Davis started down the sidewalk. _He had to keep moving._ He came to an intersection and hurried to the other side. Surface cars honked and roared around him; he ignored them and raced on.
The full impact was just beginning to hit him. Any of them might be teeps. The word passed on, scanned from one mind to the next. The teep network was a connected ring; he had run up against the first station and that was the trigger. There was no use trying to outrun Walter; the next teep would rise up ahead of him and intercept him.
He halted, then ducked into a store. He was surounded by fabrics and materials, a dazzling display of colors and textures on all sides of him. A few well-dressed women were examining and languidly buying. He sped past a counter toward a rear door.
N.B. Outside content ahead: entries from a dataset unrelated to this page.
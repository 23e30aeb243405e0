//! Bounded retry with uniform three-way failure classification
//!
//! Every operation executed against the backend goes through one policy:
//! temporary errors are retried with a fixed backoff up to a bound,
//! permanent-but-expected errors are logged and absorbed, and anything else
//! fails immediately. The classification rides on [`DriverError::class`],
//! so a given backend code is treated identically at every call site and
//! test flakiness is bounded by the backend's real transient-error rate.
//!
//! The backoff sleep happens on the calling thread only and never holds any
//! framework lock.

use std::time::Duration;

use tracing::{debug, warn};

use gauntlet_core::{DriverResult, Error, ErrorClass, Result};

/// Default retry bound, matching the convention used by long-running
/// cluster workloads.
pub const DEFAULT_MAX_RETRIES: u32 = 100;

/// Default fixed backoff between attempts.
pub const DEFAULT_BACKOFF: Duration = Duration::from_millis(50);

/// Bounded fixed-backoff retry policy.
#[derive(Debug, Clone, Copy)]
pub struct RetryPolicy {
    max_retries: u32,
    backoff: Duration,
}

impl Default for RetryPolicy {
    fn default() -> Self {
        RetryPolicy {
            max_retries: DEFAULT_MAX_RETRIES,
            backoff: DEFAULT_BACKOFF,
        }
    }
}

impl RetryPolicy {
    /// Policy with an explicit retry bound and backoff.
    pub fn new(max_retries: u32, backoff: Duration) -> Self {
        RetryPolicy {
            max_retries,
            backoff,
        }
    }

    /// Configured retry bound (retries after the first attempt).
    pub fn max_retries(&self) -> u32 {
        self.max_retries
    }

    /// Run `op` under the policy.
    ///
    /// - success → `Ok(Some(value))`
    /// - `Temporary` → back off and retry; once `max_retries` retries are
    ///   spent (`max_retries + 1` attempts in total) the last error surfaces
    ///   as [`Error::RetriesExhausted`]
    /// - `Expected` → logged and absorbed, `Ok(None)`
    /// - `Fatal` → surfaces immediately as [`Error::Driver`]
    ///
    /// # Errors
    ///
    /// Returns an error only for exhausted retries or a fatal failure.
    pub fn run<T>(&self, mut op: impl FnMut() -> DriverResult<T>) -> Result<Option<T>> {
        let mut attempts: u32 = 0;
        loop {
            attempts += 1;
            let err = match op() {
                Ok(value) => return Ok(Some(value)),
                Err(err) => err,
            };
            match err.class {
                ErrorClass::Temporary => {
                    if attempts > self.max_retries {
                        warn!(
                            target: "gauntlet::retry",
                            code = err.code,
                            attempts,
                            "temporary error persisted past the retry bound"
                        );
                        return Err(Error::RetriesExhausted {
                            attempts,
                            source: err,
                        });
                    }
                    debug!(
                        target: "gauntlet::retry",
                        code = err.code,
                        attempt = attempts,
                        "temporary error, backing off"
                    );
                    std::thread::sleep(self.backoff);
                }
                ErrorClass::Expected => {
                    debug!(
                        target: "gauntlet::retry",
                        code = err.code,
                        error = %err,
                        "expected error, continuing"
                    );
                    return Ok(None);
                }
                ErrorClass::Fatal => {
                    return Err(Error::Driver(err));
                }
            }
        }
    }
}

/// Classify one outcome without retrying: absorb `Expected` errors, pass
/// everything else through. For call sites that loop themselves but must
/// still apply the uniform classification.
pub fn absorb_expected<T>(result: DriverResult<T>) -> DriverResult<Option<T>> {
    match result {
        Ok(value) => Ok(Some(value)),
        Err(e) if e.class == ErrorClass::Expected => {
            debug!(
                target: "gauntlet::retry",
                code = e.code,
                error = %e,
                "expected error, continuing"
            );
            Ok(None)
        }
        Err(e) => Err(e),
    }
}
At the door a clerk cut him off, a fat man in a blue suit, pudding face flushed with indignation. "Say, you can't come back here! Who the hell are you?" His fat body wedged itself in the way.
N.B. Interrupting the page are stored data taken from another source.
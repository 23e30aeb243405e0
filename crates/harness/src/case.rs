//! Test case orchestration: Init → Steps → Verify → Finalize
//!
//! A case runs its initializers sequentially (first failure aborts the
//! scenario), launches every parallel step as its own OS thread against one
//! shared context, joins them all, runs verifiers sequentially, and then
//! runs finalizers unconditionally: cleanup happens even on failure so the
//! next scenario starts from a clean state.
//!
//! Step-completion bookkeeping lives in a dedicated monitor with its own
//! mutex and condvar, distinct from the shared context's lock, so
//! orchestration state never couples with user-visible test state.

use std::collections::HashMap;
use std::sync::Arc;
use std::thread;
use std::time::Instant;

use parking_lot::{Condvar, Mutex};
use tracing::{error, info, warn};

use gauntlet_core::{Driver, PropertyValue, Verdict};

use crate::context::SharedContext;
use crate::report::CaseResult;
use crate::step::{Step, StepRole, StepRun};

/// Table applicability of a case.
enum TableFilter {
    /// Runs against any table.
    All,
    /// Runs only against the named tables.
    Only(Vec<String>),
    /// Runs against any table except the named ones.
    Except(Vec<String>),
}

/// One named scenario: ordered step lists per role, a property bag, and the
/// results accumulated across executions.
pub struct TestCase {
    name: String,
    description: String,
    initializers: Vec<Step>,
    steps: Vec<Step>,
    verifiers: Vec<Step>,
    finalizers: Vec<Step>,
    properties: HashMap<String, PropertyValue>,
    table_filter: TableFilter,
    run_once: bool,
    executed_once: bool,
    results: Vec<CaseResult>,
}

impl TestCase {
    /// New empty case with a name and a free-text description.
    pub fn new(name: impl Into<String>, description: impl Into<String>) -> Self {
        TestCase {
            name: name.into(),
            description: description.into(),
            initializers: Vec::new(),
            steps: Vec::new(),
            verifiers: Vec::new(),
            finalizers: Vec::new(),
            properties: HashMap::new(),
            table_filter: TableFilter::All,
            run_once: false,
            executed_once: false,
            results: Vec::new(),
        }
    }

    /// Case name.
    pub fn name(&self) -> &str {
        &self.name
    }

    /// Free-text description given at registration.
    pub fn description(&self) -> &str {
        &self.description
    }

    /// Register an initializer, run sequentially before the parallel phase.
    pub fn initializer(
        mut self,
        name: impl Into<String>,
        body: impl Fn(&SharedContext, &mut StepRun<'_>) -> Verdict + Send + Sync + 'static,
    ) -> Self {
        let index = self.initializers.len();
        self.initializers
            .push(Step::new(name, StepRole::Initializer, index, Arc::new(body)));
        self
    }

    /// Register a parallel step, run concurrently with its siblings.
    pub fn step(
        mut self,
        name: impl Into<String>,
        body: impl Fn(&SharedContext, &mut StepRun<'_>) -> Verdict + Send + Sync + 'static,
    ) -> Self {
        let index = self.steps.len();
        self.steps
            .push(Step::new(name, StepRole::ParallelStep, index, Arc::new(body)));
        self
    }

    /// Register a verifier, run sequentially after all parallel steps.
    pub fn verifier(
        mut self,
        name: impl Into<String>,
        body: impl Fn(&SharedContext, &mut StepRun<'_>) -> Verdict + Send + Sync + 'static,
    ) -> Self {
        let index = self.verifiers.len();
        self.verifiers
            .push(Step::new(name, StepRole::Verifier, index, Arc::new(body)));
        self
    }

    /// Register a finalizer; finalizers always run, in registration order.
    pub fn finalizer(
        mut self,
        name: impl Into<String>,
        body: impl Fn(&SharedContext, &mut StepRun<'_>) -> Verdict + Send + Sync + 'static,
    ) -> Self {
        let index = self.finalizers.len();
        self.finalizers
            .push(Step::new(name, StepRole::Finalizer, index, Arc::new(body)));
        self
    }

    /// Attach a scenario parameter, copied into the shared context at the
    /// start of every execution.
    pub fn property(mut self, name: impl Into<String>, value: impl Into<PropertyValue>) -> Self {
        self.properties.insert(name.into(), value.into());
        self
    }

    /// Restrict the case to the named tables.
    pub fn only_tables(mut self, tables: &[&str]) -> Self {
        self.table_filter = TableFilter::Only(tables.iter().map(|t| t.to_string()).collect());
        self
    }

    /// Exclude the named tables.
    pub fn except_tables(mut self, tables: &[&str]) -> Self {
        self.table_filter = TableFilter::Except(tables.iter().map(|t| t.to_string()).collect());
        self
    }

    /// Run this case at most once, even when the suite iterates tables.
    pub fn run_once(mut self) -> Self {
        self.run_once = true;
        self
    }

    /// Whether this case applies to `table` under its filter and run-once
    /// state.
    pub fn applies_to(&self, table: &str) -> bool {
        if self.run_once && self.executed_once {
            return false;
        }
        match &self.table_filter {
            TableFilter::All => true,
            TableFilter::Only(list) => list.iter().any(|t| t == table),
            TableFilter::Except(list) => !list.iter().any(|t| t == table),
        }
    }

    /// Results accumulated across this case's executions.
    pub fn results(&self) -> &[CaseResult] {
        &self.results
    }

    /// Registered steps of every role, in phase order. Used by the suite's
    /// diagnostic tree printout.
    pub fn all_steps(&self) -> impl Iterator<Item = &Step> {
        self.initializers
            .iter()
            .chain(self.steps.iter())
            .chain(self.verifiers.iter())
            .chain(self.finalizers.iter())
    }

    /// Execute the scenario once against the context's table.
    ///
    /// Phase order is absolute: initializers complete before any parallel
    /// step starts, every step thread is joined before verifiers run, and
    /// finalizers run last, unconditionally.
    pub fn execute(&mut self, driver: &dyn Driver, ctx: &SharedContext) -> CaseResult {
        for (name, value) in &self.properties {
            ctx.set(name, value.clone());
        }

        let timer = Instant::now();
        info!(
            target: "gauntlet::case",
            case = %self.name,
            table = %ctx.table(),
            "case starting"
        );

        let mut verdict = run_sequential(&self.initializers, driver, ctx);
        if verdict.is_ok() {
            verdict = run_parallel(&self.name, &self.steps, driver, ctx);
        }
        if verdict.is_ok() {
            verdict = run_sequential(&self.verifiers, driver, ctx);
        }

        // Cleanup is unconditional; its failure never masks the scenario's
        // own failure, but it does fail an otherwise-green case.
        let final_verdict = run_finalizers(&self.finalizers, driver, ctx);
        verdict = verdict.merge(final_verdict);

        let elapsed = timer.elapsed();
        info!(
            target: "gauntlet::case",
            case = %self.name,
            table = %ctx.table(),
            verdict = %verdict,
            elapsed_ms = elapsed.as_millis() as u64,
            "case finished"
        );

        let result = CaseResult {
            case: self.name.clone(),
            table: ctx.table().to_string(),
            verdict,
            elapsed,
        };
        self.results.push(result.clone());
        self.executed_once = true;
        result
    }
}

/// Run a phase sequentially in registration order, stopping at the first
/// non-OK result.
fn run_sequential(steps: &[Step], driver: &dyn Driver, ctx: &SharedContext) -> Verdict {
    for step in steps {
        let verdict = step.execute(driver, ctx);
        if !verdict.is_ok() {
            return verdict;
        }
    }
    Verdict::Ok
}

/// Run finalizers best-effort: every one executes regardless of earlier
/// results; the worst verdict is folded and returned.
fn run_finalizers(steps: &[Step], driver: &dyn Driver, ctx: &SharedContext) -> Verdict {
    let mut verdict = Verdict::Ok;
    for step in steps {
        let v = step.execute(driver, ctx);
        if !v.is_ok() {
            warn!(
                target: "gauntlet::case",
                step = %step.name(),
                verdict = %v,
                "finalizer did not complete cleanly"
            );
        }
        verdict = verdict.merge(v);
    }
    verdict
}

/// Launch one thread per parallel step, wait for all completions, join
/// every thread, then scan for the first non-OK result.
fn run_parallel(
    case_name: &str,
    steps: &[Step],
    driver: &dyn Driver,
    ctx: &SharedContext,
) -> Verdict {
    if steps.is_empty() {
        return Verdict::Ok;
    }

    let monitor = StepMonitor::new(steps.len());
    thread::scope(|scope| {
        let mut handles = Vec::with_capacity(steps.len());
        for step in steps {
            let monitor = &monitor;
            let handle = thread::Builder::new()
                .name(format!("{}-step-{}", case_name, step.index()))
                .spawn_scoped(scope, move || {
                    // The guard reports completion even if the body panics,
                    // so the orchestrator's wait below can never hang.
                    let mut guard = CompletionGuard {
                        monitor,
                        index: step.index(),
                        verdict: Verdict::Failed,
                    };
                    guard.verdict = step.execute(driver, ctx);
                })
                .expect("failed to spawn step thread");
            handles.push((step, handle));
        }

        monitor.wait_all_completed();

        // Cooperative stop is advisory; every thread is joined before any
        // result is inspected.
        for (step, handle) in handles {
            if handle.join().is_err() {
                error!(
                    target: "gauntlet::case",
                    case = %case_name,
                    step = %step.name(),
                    "step thread panicked"
                );
            }
        }
    });

    monitor.first_non_ok().unwrap_or(Verdict::Ok)
}

/// Step-completion bookkeeping: a results slot per step and a completed
/// counter, guarded by their own lock.
struct StepMonitor {
    inner: Mutex<MonitorInner>,
    all_done: Condvar,
}

struct MonitorInner {
    results: Vec<Option<Verdict>>,
    completed: usize,
}

impl StepMonitor {
    fn new(total: usize) -> Self {
        StepMonitor {
            inner: Mutex::new(MonitorInner {
                results: vec![None; total],
                completed: 0,
            }),
            all_done: Condvar::new(),
        }
    }

    fn record(&self, index: usize, verdict: Verdict) {
        let mut inner = self.inner.lock();
        debug_assert!(inner.results[index].is_none(), "step reported twice");
        inner.results[index] = Some(verdict);
        inner.completed += 1;
        if inner.completed == inner.results.len() {
            self.all_done.notify_all();
        }
    }

    fn wait_all_completed(&self) {
        let mut inner = self.inner.lock();
        while inner.completed < inner.results.len() {
            self.all_done.wait(&mut inner);
        }
    }

    fn first_non_ok(&self) -> Option<Verdict> {
        let inner = self.inner.lock();
        inner
            .results
            .iter()
            .filter_map(|slot| *slot)
            .find(|v| !v.is_ok())
    }
}

/// Reports a step's verdict to the monitor on drop; a panicking body leaves
/// the pre-set `Failed`.
struct CompletionGuard<'a> {
    monitor: &'a StepMonitor,
    index: usize,
    verdict: Verdict,
}

impl Drop for CompletionGuard<'_> {
    fn drop(&mut self) {
        self.monitor.record(self.index, self.verdict);
    }
}

#[cfg(test)]
mod tests {
    use super::*;
    use crate::testing::ScriptedDriver;

    #[test]
    fn test_applies_to_filters() {
        let all = TestCase::new("c", "");
        assert!(all.applies_to("T1"));

        let only = TestCase::new("c", "").only_tables(&["T1", "T2"]);
        assert!(only.applies_to("T1"));
        assert!(!only.applies_to("T3"));

        let except = TestCase::new("c", "").except_tables(&["T3"]);
        assert!(except.applies_to("T1"));
        assert!(!except.applies_to("T3"));
    }

    #[test]
    fn test_run_once_applies_only_until_executed() {
        let driver = ScriptedDriver::with_tables(&["T1"]);
        let mut case = TestCase::new("once", "").run_once().step("noop", |_, _| Verdict::Ok);
        assert!(case.applies_to("T1"));
        let ctx = SharedContext::new("T1", 10, 1);
        case.execute(&driver, &ctx);
        assert!(!case.applies_to("T1"));
    }

    #[test]
    fn test_properties_are_copied_into_context() {
        let driver = ScriptedDriver::with_tables(&["T1"]);
        let mut case = TestCase::new("props", "")
            .property("BATCH", 64u32)
            .step("reads_property", |ctx, _| {
                if ctx.get_u32("BATCH", 0) == 64 {
                    Verdict::Ok
                } else {
                    Verdict::Failed
                }
            });
        let ctx = SharedContext::new("T1", 10, 1);
        assert_eq!(case.execute(&driver, &ctx).verdict, Verdict::Ok);
    }

    #[test]
    fn test_empty_case_passes() {
        let driver = ScriptedDriver::with_tables(&["T1"]);
        let mut case = TestCase::new("empty", "");
        let ctx = SharedContext::new("T1", 10, 1);
        assert_eq!(case.execute(&driver, &ctx).verdict, Verdict::Ok);
    }

    #[test]
    fn test_panicking_step_is_recorded_failed_and_does_not_hang() {
        let driver = ScriptedDriver::with_tables(&["T1"]);
        let mut case = TestCase::new("panic", "")
            .step("panics", |_, _| panic!("intentional test panic"))
            .step("survives", |_, _| Verdict::Ok);
        let ctx = SharedContext::new("T1", 10, 1);
        assert_eq!(case.execute(&driver, &ctx).verdict, Verdict::Failed);
    }
}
Davis' mind raced frantically. He dimly sensed rather than saw the group of figures quietly entering the swank entrance behind him. He ducked down and then hurtled himself past the astonished clerk, down an aisle between counters. He bowled over a terrified old woman and emerged beside a vast display rack that majestically revolved to reveal its anatomy. What next? They were at both doors; he had trapped himself. He thought frantically, desperately. What next?
While he was trying to decide, a silent _whoosh_ picked him up and slammed him violently against the protective ring that circled his body. He was back at Farben.
Before his eyes a miniature Pellig raced and darted on the microscopic screen. The next operator was already working to solve the problem of escape, but Davis wasn't interested. He sagged limply in his chair and allowed the complex wiring attached to his body—his _real_ body—to drain off the bursts of adrenalin that choked his chest and heart.
Another red button, not his own, was illuminated. He could ignore the shrill sounds scratching at his ears; somebody else had to work out the answer, for awhile. Davis tried to reach his hand up to the good-luck charm inside his shirt, but the protective ring stopped him. It didn't matter: he was already safe.
On the screen Keith Pellig burned through the plate-plastic window of the luxurious clothing store and floundered out onto the street. People screamed in horror; there was pandemonium and confusion.
The fat red-faced clerk stood as if turned to stone. While everyone else raced around frantically, he stood motionless, his lips twitching, his body jerking in convulsive spasms. Saliva dribbled from his thick mouth. His eyes rolled inward. Suddenly he collapsed in a blubbery heap.